En México estamos tan acostumbrados a la corrupción, que hemos acuñado diversas palabras y expresiones para caracterizarla. Y es que no está bien decirle a alguien —así, de frente y con todas sus letras— que le vamos a dar dinero a cambio de que nos tramite una licencia de forma ilegal. En este caso, la función del lenguaje es disfrazar y disimular las artimañas, extorsiones y movidas que se realizan fuera de la ley, y hacer más amables estas transacciones.

La jerga de la corrupción

acéiteme la mano. Frase que expresa la solicitud de dinero a cambio de un favor, casi siempre de índole ilegal.
«Sí, patrón, no me lo llevo al corralón; nomás acéiteme la mano

ahí se lo dejo a su criterio. Expresión común entre agentes de tránsito para sugerir una mordida y dejar que el monto de ésta sea determinado por el infraccionado.
«Nomás del puro arrastre son como 800 pesos. Así que ahí se lo dejo a su criterio, patrón.»

a’i pa’l chesco. Frase con la que se exhorta a pagar por un favor sencillo con una propina reducida —metafóricamente, que alcance para comprar un refresco.
«—¡Qué amable que me ayudó a cambiar la llanta! ¿Cuánto le debo, señor?
—Nada, güerita. A’i pa’l chesco, nada más.»

ayúdame a ayudarte. Frase con la que alguien nos solicita, a manera de intercambio, un incentivo económico para la realización de un favor.
«Sí, compadre, yo veo lo de tu planta, pero ps… ayúdame a ayudarte

Y estas frases también…

cáete cadáver. Expresión que indica la exigencia de dinero, ya sea para una transacción o para la compra de algo. De ésta deriva, a su vez, la expresión callitos.
«—Con este calor se me antoja una chela bien helada.
—Pos cáete cadáver y me voy a comprar un six
«Le saco su permiso en tres días, pero primero callitos

¿cómo nos arreglamos? Expresión con la que se invita al otro a fijar la cifra monetaria que recibirá por hacernos un determinado favor.
«—Pues ya dígame, oficial, ¿cómo nos arreglamos?
—Pues con un quinientón, y ahí que pase la cosa.»

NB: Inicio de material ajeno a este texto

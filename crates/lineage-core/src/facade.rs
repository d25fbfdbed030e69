//! The entry point applications use to build and query image histories.
//!
//! # Overview
//!
//! [`ImageHistoryGraph`] is a cheap-to-clone handle around
//! [`HistoryGraphData`]. Clones share the data until one of them mutates;
//! every mutator goes through [`ImageHistoryGraph::data_mut`], which copies
//! the data first if another handle still refers to it.
//!
//! A history view typically calls [`ImageHistoryGraph::from_record`], which
//! loads the stored relation cloud and histories around an image and runs
//! [`ImageHistoryGraph::prepare_for_display`].

use std::collections::{BTreeMap, BTreeSet, HashSet};
use std::sync::Arc;

use lineage_graph::{Orientation, VertexId};
use tracing::{debug, info, instrument};

use crate::catalog::{IdentityResolver, ImageCatalog, RecordStore};
use crate::config::{DisplayConfig, HistoryConfig};
use crate::error::HistoryError;
use crate::history::data::{HistorySubject, ReductionReport};
use crate::history::{Category, HistoryEntry, HistoryGraphData};
use crate::identity::{IdentityKey, ImageId};
use crate::record::{ImageRecord, RelationPair};

/// What [`ImageHistoryGraph::prepare_for_display`] did.
#[derive(Debug, Clone, Default, PartialEq)]
pub struct DisplayReport {
    /// `None` when reduction was disabled.
    pub reduction: Option<ReductionReport>,
    pub dropped_unresolved: usize,
}

#[derive(Debug, Clone, Default)]
pub struct ImageHistoryGraph {
    data: Arc<HistoryGraphData>,
}

impl ImageHistoryGraph {
    #[must_use]
    pub fn new(orientation: Orientation) -> Self {
        Self {
            data: Arc::new(HistoryGraphData::new(orientation)),
        }
    }

    #[must_use]
    pub fn data(&self) -> &HistoryGraphData {
        &self.data
    }

    /// Mutable access, copying the data first if it is shared.
    pub fn data_mut(&mut self) -> &mut HistoryGraphData {
        if Arc::strong_count(&self.data) > 1 {
            debug!("history graph is shared; copying before write");
        }
        Arc::make_mut(&mut self.data)
    }

    /// `true` if both handles refer to the same data.
    #[must_use]
    pub fn shares_data_with(&self, other: &Self) -> bool {
        Arc::ptr_eq(&self.data, &other.data)
    }

    // -----------------------------------------------------------------------
    // Building
    // -----------------------------------------------------------------------

    /// Load the history around `id` the way a history view shows it.
    ///
    /// Pulls the stored relation cloud, the subject's stored history and
    /// the stored histories of every leaf, as enabled in
    /// `config.loading`, then prepares the graph for display. A subject
    /// without any history yields a single-vertex graph.
    ///
    /// # Errors
    ///
    /// [`HistoryError::RecordNotFound`] if `catalog` has no record for `id`.
    #[instrument(skip(catalog, config))]
    pub fn from_record<C>(id: ImageId, catalog: &C, config: &HistoryConfig) -> Result<Self, HistoryError>
    where
        C: ImageCatalog + ?Sized,
    {
        let subject = catalog.record(id).ok_or(HistoryError::RecordNotFound(id))?;
        let mut graph = Self::new(config.orientation);

        if config.loading.relation_cloud {
            graph.add_relations(&catalog.stored_relations(id), catalog);
        }
        if config.loading.subject_history {
            graph.add_scanned_history(&catalog.stored_history(id), id, catalog);
        }
        if config.loading.leaves_history {
            let leaves: Vec<ImageId> = graph
                .leaf_images()
                .into_iter()
                .map(|r| r.id)
                .filter(|&leaf| leaf != id)
                .collect();
            for leaf in leaves {
                let history = catalog.stored_history(leaf);
                if !history.is_empty() {
                    graph.add_scanned_history(&history, leaf, catalog);
                }
            }
        }
        if graph.is_empty() {
            graph.data_mut().add_vertex_for_record(id, catalog);
        }

        graph.prepare_for_display(&subject, &config.display);
        info!(
            vertices = graph.vertex_count(),
            edges = graph.edge_count(),
            "history graph loaded"
        );
        Ok(graph)
    }

    /// Add a linear history, oldest entry first. `subject` is the image
    /// the history belongs to and becomes its newest state.
    pub fn add_history<C>(&mut self, history: &[HistoryEntry], subject: Option<&IdentityKey>, catalog: &C)
    where
        C: IdentityResolver + RecordStore + ?Sized,
    {
        let subject = subject.map_or(HistorySubject::None, HistorySubject::Key);
        self.data_mut().add_history(history, subject, catalog);
    }

    /// Add the history read from a newly scanned image `id`.
    pub fn add_scanned_history<C>(&mut self, history: &[HistoryEntry], id: ImageId, catalog: &C)
    where
        C: IdentityResolver + RecordStore + ?Sized,
    {
        self.data_mut()
            .add_history(history, HistorySubject::Record(id), catalog);
    }

    /// Add "subject derived from object" pairs between existing records.
    pub fn add_relations<C>(&mut self, pairs: &[RelationPair], catalog: &C)
    where
        C: RecordStore + ?Sized,
    {
        if pairs.is_empty() {
            return;
        }
        self.data_mut().add_relations(pairs, catalog);
    }

    pub fn clear(&mut self) {
        self.data = Arc::new(HistoryGraphData::new(self.data.orientation()));
    }

    // -----------------------------------------------------------------------
    // Maintenance
    // -----------------------------------------------------------------------

    /// Simplify after building: transitive reduction only.
    ///
    /// Unresolved entries stay and records keep their order. Dropping the
    /// former and sorting the latter belong to
    /// [`ImageHistoryGraph::prepare_for_display`].
    pub fn finish(&mut self) -> ReductionReport {
        self.reduce_edges()
    }

    pub fn reduce_edges(&mut self) -> ReductionReport {
        self.data_mut().reduce_edges()
    }

    pub fn drop_unresolved_entries(&mut self) -> usize {
        if !self.has_unresolved_entries() {
            return 0;
        }
        self.data_mut().drop_unresolved_entries()
    }

    pub fn sort_for_info(&mut self, subject: &ImageRecord) {
        self.data_mut().sort_for_info(subject);
    }

    /// Reduce edges, drop unresolved entries and sort records by proximity
    /// to `subject`, each step as enabled in `options`.
    #[instrument(level = "debug", skip_all, fields(subject = %subject.id))]
    pub fn prepare_for_display(&mut self, subject: &ImageRecord, options: &DisplayConfig) -> DisplayReport {
        let reduction = options.reduce_edges.then(|| self.reduce_edges());
        let dropped_unresolved = if options.drop_unresolved {
            self.drop_unresolved_entries()
        } else {
            0
        };
        if options.sort_for_info {
            self.sort_for_info(subject);
        }
        DisplayReport {
            reduction,
            dropped_unresolved,
        }
    }

    // -----------------------------------------------------------------------
    // Queries
    // -----------------------------------------------------------------------

    #[must_use]
    pub fn is_empty(&self) -> bool {
        self.data.graph().is_empty()
    }

    #[must_use]
    pub fn is_single_vertex(&self) -> bool {
        self.data.graph().vertex_count() == 1
    }

    #[must_use]
    pub fn has_edges(&self) -> bool {
        self.data.graph().edge_count() > 0
    }

    #[must_use]
    pub fn vertex_count(&self) -> usize {
        self.data.graph().vertex_count()
    }

    #[must_use]
    pub fn edge_count(&self) -> usize {
        self.data.graph().edge_count()
    }

    #[must_use]
    pub fn has_unresolved_entries(&self) -> bool {
        self.data.has_unresolved_entries()
    }

    /// Records of every vertex, roots first in breadth-first order.
    #[must_use]
    pub fn all_images(&self) -> Vec<ImageRecord> {
        self.records_of(self.data.graph().vertices_breadth_first(None))
    }

    #[must_use]
    pub fn all_image_ids(&self) -> Vec<ImageId> {
        self.all_images().into_iter().map(|r| r.id).collect()
    }

    #[must_use]
    pub fn root_images(&self) -> Vec<ImageRecord> {
        self.records_of(self.data.graph().roots())
    }

    #[must_use]
    pub fn leaf_images(&self) -> Vec<ImageRecord> {
        self.records_of(self.data.graph().leaves())
    }

    #[must_use]
    pub fn categorize(&self) -> BTreeMap<VertexId, BTreeSet<Category>> {
        self.data.categorize()
    }

    /// Categories per record. Records sharing a vertex share its tags.
    #[must_use]
    pub fn categorize_images(&self) -> BTreeMap<ImageId, BTreeSet<Category>> {
        let mut out = BTreeMap::new();
        for (v, tags) in self.data.categorize() {
            if let Some(props) = self.data.properties(v) {
                for record in &props.records {
                    out.insert(record.id, tags.clone());
                }
            }
        }
        out
    }

    /// Records of every image whose only way back to the root passes
    /// through `id`, `id` included, in depth-first order.
    ///
    /// # Errors
    ///
    /// [`HistoryError::RecordNotFound`] if no vertex holds `id`.
    pub fn images_dominated_by(&self, id: ImageId) -> Result<Vec<ImageRecord>, HistoryError> {
        let graph = self.data.graph();
        let v = self
            .data
            .vertex_for_image(id)
            .ok_or(HistoryError::RecordNotFound(id))?;
        let Some(&root) = graph.roots_of(v).first() else {
            return Ok(Vec::new());
        };
        let first_id = |x: VertexId| {
            graph
                .properties(x)
                .and_then(|p| p.records.first())
                .map(|r| r.id)
        };
        let order = graph.vertices_dominated_by_sorted(v, root, |a, b| first_id(a).cmp(&first_id(b)))?;
        Ok(self.records_of(order))
    }

    #[must_use]
    pub fn relation_cloud(&self) -> Vec<RelationPair> {
        self.data.relation_cloud()
    }

    /// The relation cloud as two aligned vectors: subjects and objects.
    #[must_use]
    pub fn relation_cloud_parallel(&self) -> (Vec<ImageId>, Vec<ImageId>) {
        self.data
            .relation_cloud()
            .into_iter()
            .map(|p| (p.subject, p.object))
            .unzip()
    }

    #[must_use]
    pub fn debug_string(&self) -> String {
        self.data.debug_string()
    }

    fn records_of(&self, vertices: Vec<VertexId>) -> Vec<ImageRecord> {
        let mut seen: HashSet<ImageId> = HashSet::new();
        vertices
            .into_iter()
            .filter_map(|v| self.data.properties(v))
            .flat_map(|p| p.records.iter())
            .filter(|r| seen.insert(r.id))
            .cloned()
            .collect()
    }
}

#[cfg(test)]
mod tests {
    use super::*;
    use crate::catalog::MemoryCatalog;

    fn catalog() -> MemoryCatalog {
        let mut c = MemoryCatalog::new();
        for id in 1..=3 {
            c.insert_record(ImageRecord::new(ImageId(id), "/p", format!("{id}.jpg")), []);
        }
        c
    }

    #[test]
    fn clones_share_until_written() {
        let c = catalog();
        let mut a = ImageHistoryGraph::default();
        a.add_relations(&[RelationPair::derived_from(ImageId(2), ImageId(1))], &c);

        let mut b = a.clone();
        assert!(a.shares_data_with(&b));

        b.add_relations(&[RelationPair::derived_from(ImageId(3), ImageId(2))], &c);
        assert!(!a.shares_data_with(&b));
        assert_eq!(a.vertex_count(), 2);
        assert_eq!(b.vertex_count(), 3);
    }

    #[test]
    fn finish_only_reduces() {
        let c = catalog();
        let mut g = ImageHistoryGraph::default();
        let key = |name: &str| IdentityKey::default().with_location("/p", name);
        let blur = crate::action::FilterAction::new("blur", 1);
        g.add_history(
            &[
                HistoryEntry::file(key("1.jpg")),
                HistoryEntry::step(blur.clone(), key("missing.jpg")),
                HistoryEntry::step(blur, key("2.jpg")),
            ],
            None,
            &c,
        );

        assert!(g.finish().applied);
        assert!(g.has_unresolved_entries());
        assert_eq!(g.vertex_count(), 3);

        let report = g.prepare_for_display(&ImageRecord::new(ImageId(2), "/p", "2.jpg"), &DisplayConfig::default());
        assert_eq!(report.dropped_unresolved, 1);
        assert!(!g.has_unresolved_entries());
    }

    #[test]
    fn clear_keeps_orientation() {
        let c = catalog();
        let mut g = ImageHistoryGraph::new(Orientation::ParentToChild);
        g.add_relations(&[RelationPair::derived_from(ImageId(2), ImageId(1))], &c);
        g.clear();
        assert!(g.is_empty());
        assert_eq!(g.data().orientation(), Orientation::ParentToChild);
    }

    #[test]
    fn parallel_cloud_is_aligned() {
        let c = catalog();
        let mut g = ImageHistoryGraph::default();
        g.add_relations(
            &[
                RelationPair::derived_from(ImageId(2), ImageId(1)),
                RelationPair::derived_from(ImageId(3), ImageId(2)),
            ],
            &c,
        );
        let (subjects, objects) = g.relation_cloud_parallel();
        assert_eq!(subjects, vec![ImageId(2), ImageId(3), ImageId(3)]);
        assert_eq!(objects, vec![ImageId(1), ImageId(1), ImageId(2)]);
    }

    #[test]
    fn unknown_image_is_not_dominated() {
        let g = ImageHistoryGraph::default();
        let err = g.images_dominated_by(ImageId(7)).expect_err("no such image");
        assert_eq!(err.code(), "E2001");
    }
}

lo que le gusta a Miguel. Expresión figurativa de que se quiere un soborno o una propina. Equivale a: «lo que me gusta a mí» o, para ser más preciso, «qué quiero a cambio de hacerte ese favor».
«Le echo un ojo al coche, patrón; a’i a la salida ya sabe lo que le gusta a Miguel

ponerse guapo. En el argot de la corrupción, implica  ofrecer un regalo ostentoso con el fin de obtener o para agradecer un favor ilícito.
«Uno de los proveedores se puso guapo con un arreglote floral para la chica de la caja. A ver si ahora sí salen sus pagos.»

si no hay presupuesto, hacemos que haiga. Expresión que indica la manipulación y desvío de recursos públicos para favorecer intereses particulares.
«Usted tranquilo, que mi ahijado ya está en la nómina. Y si no hay presupuesto, hacemos que haiga.»

Estas son solo algunas jergas para dirigirnos a la corrupción, ¿tú cuál agregarías a la lista?